Keywords. Mean Platelet Volume, sepsis, mortality.
Sepsis is defined as the unregulated response of the body to an infectious disease. Nowadays, this pathology is one of the main reasons for admission to the intensive care unit. There are still few strategies described to face it; however, it is known that an early antibiotic therapy, together with the adequate support of organ failure, are measures that reduce its pathophysiological impact and, therefore, its mortality 1.
Various biochemical markers (procalcitonin, C-reactive protein, and interleukin 6) and prognostic scales such as APACHE II and SOFA can determine this entity's severity. However, they are not always available in the daily clinical requirement, or their high economic value does not allow their routine use in low-income countries. Therefore, a new biomarker, such as the mean platelet volume (MPV), could become a practical and easily accessible tool to predict septic states.
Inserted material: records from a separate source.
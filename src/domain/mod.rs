// Domain layer: payload models and the ports the Google adapters implement.

pub mod model;
pub mod ports;
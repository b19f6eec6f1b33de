//! BigQuery load jobs over the v2 REST API.

use crate::adapters::http;
use crate::config::registry::{ColumnSpec, TableRef};
use crate::domain::model::LoadOutcome;
use crate::domain::ports::{TokenSource, WarehouseLoader};
use crate::utils::error::{EtlError, Result};
use async_trait::async_trait;
use reqwest::Client;
use serde::{Deserialize, Serialize};
use std::sync::Arc;
use std::time::Duration;

const WRITE_TRUNCATE: &str = "WRITE_TRUNCATE";
const SOURCE_FORMAT_CSV: &str = "CSV";

#[derive(Debug, Serialize)]
#[serde(rename_all = "camelCase")]
struct JobInsert<'a> {
    job_reference: JobReference,
    configuration: JobConfiguration<'a>,
}

#[derive(Debug, Clone, Serialize, Deserialize)]
#[serde(rename_all = "camelCase")]
struct JobReference {
    #[serde(default)]
    project_id: String,
    job_id: String,
    #[serde(default, skip_serializing_if = "Option::is_none")]
    location: Option<String>,
}

#[derive(Debug, Serialize)]
struct JobConfiguration<'a> {
    load: LoadConfiguration<'a>,
}

#[derive(Debug, Serialize)]
#[serde(rename_all = "camelCase")]
struct LoadConfiguration<'a> {
    source_uris: Vec<&'a str>,
    destination_table: &'a TableRef,
    schema: TableSchema<'a>,
    write_disposition: &'static str,
    skip_leading_rows: u32,
    source_format: &'static str,
    field_delimiter: String,
}

#[derive(Debug, Serialize)]
struct TableSchema<'a> {
    fields: &'a [ColumnSpec],
}

#[derive(Debug, Deserialize)]
#[serde(rename_all = "camelCase")]
struct Job {
    job_reference: JobReference,
    #[serde(default)]
    status: JobStatus,
    #[serde(default)]
    statistics: Option<JobStatistics>,
}

#[derive(Debug, Default, Deserialize)]
#[serde(rename_all = "camelCase")]
struct JobStatus {
    #[serde(default)]
    state: String,
    #[serde(default)]
    error_result: Option<ErrorProto>,
    #[serde(default)]
    errors: Vec<ErrorProto>,
}

#[derive(Debug, Deserialize)]
struct ErrorProto {
    #[serde(default)]
    reason: Option<String>,
    #[serde(default)]
    message: String,
}

#[derive(Debug, Deserialize)]
struct JobStatistics {
    #[serde(default)]
    load: Option<LoadStatistics>,
}

#[derive(Debug, Deserialize)]
#[serde(rename_all = "camelCase")]
struct LoadStatistics {
    #[serde(default)]
    output_rows: Option<String>,
}

impl Job {
    fn is_done(&self) -> bool {
        self.status.state == "DONE"
    }

    fn output_rows(&self) -> Option<u64> {
        self.statistics
            .as_ref()?
            .load
            .as_ref()?
            .output_rows
            .as_deref()?
            .parse()
            .ok()
    }

    fn failure(&self) -> Option<String> {
        let error = self.status.error_result.as_ref()?;
        let mut message = match &error.reason {
            Some(reason) => format!("{}: {}", reason, error.message),
            None => error.message.clone(),
        };
        for detail in self.status.errors.iter().filter(|e| e.message != error.message) {
            message.push_str("; ");
            message.push_str(&detail.message);
        }
        Some(message)
    }
}

pub struct BigQueryClient {
    client: Client,
    base_url: String,
    project_id: String,
    location: Option<String>,
    poll_interval: Duration,
    token: Arc<dyn TokenSource>,
}

impl BigQueryClient {
    pub fn new(
        client: Client,
        base_url: impl Into<String>,
        project_id: impl Into<String>,
        token: Arc<dyn TokenSource>,
    ) -> Self {
        Self {
            client,
            base_url: base_url.into(),
            project_id: project_id.into(),
            location: None,
            poll_interval: Duration::from_secs(2),
            token,
        }
    }

    pub fn with_location(mut self, location: Option<String>) -> Self {
        self.location = location;
        self
    }

    pub fn with_poll_interval(mut self, poll_interval: Duration) -> Self {
        self.poll_interval = poll_interval;
        self
    }

    fn jobs_url(&self) -> String {
        format!(
            "{}/bigquery/v2/projects/{}/jobs",
            self.base_url, self.project_id
        )
    }

    async fn insert_job(&self, body: &JobInsert<'_>) -> Result<Job> {
        let token = self.token.token().await?;
        let request = self
            .client
            .post(self.jobs_url())
            .bearer_auth(&token.token)
            .json(body);

        let operation = format!("insert load job {}", body.job_reference.job_id);
        let response = http::send(request, &operation).await?;
        http::read_json(response, &operation).await
    }

    async fn get_job(&self, reference: &JobReference) -> Result<Job> {
        let token = self.token.token().await?;
        let mut request = self
            .client
            .get(format!("{}/{}", self.jobs_url(), reference.job_id))
            .bearer_auth(&token.token);
        if let Some(location) = &reference.location {
            request = request.query(&[("location", location.as_str())]);
        }

        let operation = format!("poll load job {}", reference.job_id);
        let response = http::send(request, &operation).await?;
        http::read_json(response, &operation).await
    }
}

fn load_request<'a>(
    project_id: &str,
    location: Option<&str>,
    source_uri: &'a str,
    destination: &'a TableRef,
    columns: &'a [ColumnSpec],
    job_id: &str,
) -> JobInsert<'a> {
    JobInsert {
        job_reference: JobReference {
            project_id: project_id.to_string(),
            job_id: job_id.to_string(),
            location: location.map(str::to_string),
        },
        configuration: JobConfiguration {
            load: LoadConfiguration {
                source_uris: vec![source_uri],
                destination_table: destination,
                schema: TableSchema { fields: columns },
                write_disposition: WRITE_TRUNCATE,
                skip_leading_rows: 1,
                source_format: SOURCE_FORMAT_CSV,
                field_delimiter: ",".to_string(),
            },
        },
    }
}

#[async_trait]
impl WarehouseLoader for BigQueryClient {
    async fn load_csv(
        &self,
        source_uri: &str,
        destination: &TableRef,
        columns: &[ColumnSpec],
        job_id: &str,
    ) -> Result<LoadOutcome> {
        let body = load_request(
            &self.project_id,
            self.location.as_deref(),
            source_uri,
            destination,
            columns,
            job_id,
        );

        tracing::info!("Loading {} into {} (job {})", source_uri, destination, job_id);
        let mut job = self.insert_job(&body).await?;

        while !job.is_done() {
            tracing::debug!("Job {} is {}", job_id, job.status.state);
            tokio::time::sleep(self.poll_interval).await;
            job = self.get_job(&job.job_reference).await?;
        }

        if let Some(message) = job.failure() {
            return Err(EtlError::LoadJob {
                job_id: job_id.to_string(),
                message,
            });
        }

        Ok(LoadOutcome {
            job_id: job.job_reference.job_id.clone(),
            output_rows: job.output_rows(),
        })
    }
}
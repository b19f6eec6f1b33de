//! Cron-driven recurring trigger.

use crate::utils::error::{EtlError, Result};
use chrono::{DateTime, Utc};
use cron::Schedule;
use std::future::Future;
use std::str::FromStr;

/// Parses a 7-field cron expression (sec min hour day month weekday year).
pub fn parse_schedule(expression: &str) -> Result<Schedule> {
    Schedule::from_str(expression).map_err(|e| EtlError::InvalidConfigValue {
        field: "schedule".to_string(),
        value: expression.to_string(),
        reason: e.to_string(),
    })
}

/// Fires a job at each upcoming schedule tick. Missed ticks are never
/// backfilled; the next run is always computed from the current time.
#[derive(Debug, Clone)]
pub struct CronTrigger {
    expression: String,
    schedule: Schedule,
}

impl CronTrigger {
    pub fn new(expression: &str) -> Result<Self> {
        Ok(Self {
            expression: expression.to_string(),
            schedule: parse_schedule(expression)?,
        })
    }

    pub fn expression(&self) -> &str {
        &self.expression
    }

    pub fn next_after(&self, now: DateTime<Utc>) -> Option<DateTime<Utc>> {
        self.schedule.after(&now).next()
    }

    /// Sleeps until each tick and runs `job`, until Ctrl-C arrives while
    /// waiting. A job that is already running is allowed to finish.
    pub async fn run<F, Fut>(&self, mut job: F) -> Result<()>
    where
        F: FnMut() -> Fut,
        Fut: Future<Output = ()>,
    {
        loop {
            let now = Utc::now();
            let next = self.next_after(now).ok_or_else(|| {
                EtlError::config(format!("schedule '{}' has no upcoming run", self.expression))
            })?;
            let wait = (next - now).to_std().unwrap_or_default();
            tracing::info!("Next run at {} (in {}s)", next, wait.as_secs());

            tokio::select! {
                _ = tokio::time::sleep(wait) => {}
                _ = tokio::signal::ctrl_c() => {
                    tracing::info!("Interrupted, stopping scheduler");
                    return Ok(());
                }
            }

            job().await;
        }
    }
}
pub mod dag;
pub mod etl;
pub mod retry;
pub mod sanitize;
pub mod schedule;
pub mod stage;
Platelets are cell fragments from megakaryocytes, which are essential for blood clotting. The MPV is the measurement of platelet size and has an inverse relationship with the number of these; it is also an indicator of platelet activation 2, 3.
There is no fixed cut-off point for MPV because the values change and vary from population to population. They also vary according to the technique used to measure it (impedance or laser scattering), the type of anticoagulant used (EDTA or citrate), and the test time. However, it is established that values greater than 9.5 femtoliters (fL) are correlated with diseases related to inflammation, endothelial dysfunction, and pro-thrombotic states 1. Additionally, increased MPV has been reported to be associated with poor prognosis in patients with metabolic syndrome, diabetes mellitus, cardiovascular diseases, pulmonary embolism, smoking, and immuno-inflammatory diseases 2, 4, 5.
Van der Lelie et al. in 1983 reported that MPV increases in invasive infectious septic disease, but not in local infection and that this biomarker normalizes when controlling the disease 1. There are no studies that demonstrate that platelet size is higher in sepsis compared to other critical pathologies. Therefore, this study's objective is to demonstrate that mean platelet volume (MPV) is higher in critical patients with sepsis than non-septic patients.
MATERIALS AND METHODS
An observational, longitudinal, prospective, monocentric cohort study was conducted. The sample consisted of 250 patients treated in the intensive care unit of the Pablo Arturo Suárez Hospital in Quito, Ecuador, in the period January 2019 - January 2020. The sample consisted of two groups, patients with sepsis (n = 125) and patients with other non-infectious pathologies (n = 125). The inclusion criteria were patients of both genders, older than 18 years with a diagnosis of sepsis or septic shock who met the criteria of SEPSIS 3  and patients with non-septic pathology such as preeclampsia, eclampsia, HELLP syndrome, acute pancreatitis, or cardiovascular diseases. Patients with neoplasms or acute bleeding states that can alter MPV were excluded. Patient data were coded, and the results of the routine tests requested were documented in the clinical history for the required variables (lactate, MPV, leukocyte count, platelet count, and procalcitonin) on days 1, 2, 3. The difference in MPV between patients with and without sepsis and the value that determined the progression to septic states was evaluated. The MPV was measured in a femtoliter by impedance in a Siemens machine, in venous blood collected in EDTA tubes. The data was coded and entered into a database, to which only the researcher has access. Analyzes were carried out with R and SPSS version 22 software. Qualitative variables were reported using tables and graphs representing absolute and relative values. Quantitative variables were represented as measures of central tendency and variability.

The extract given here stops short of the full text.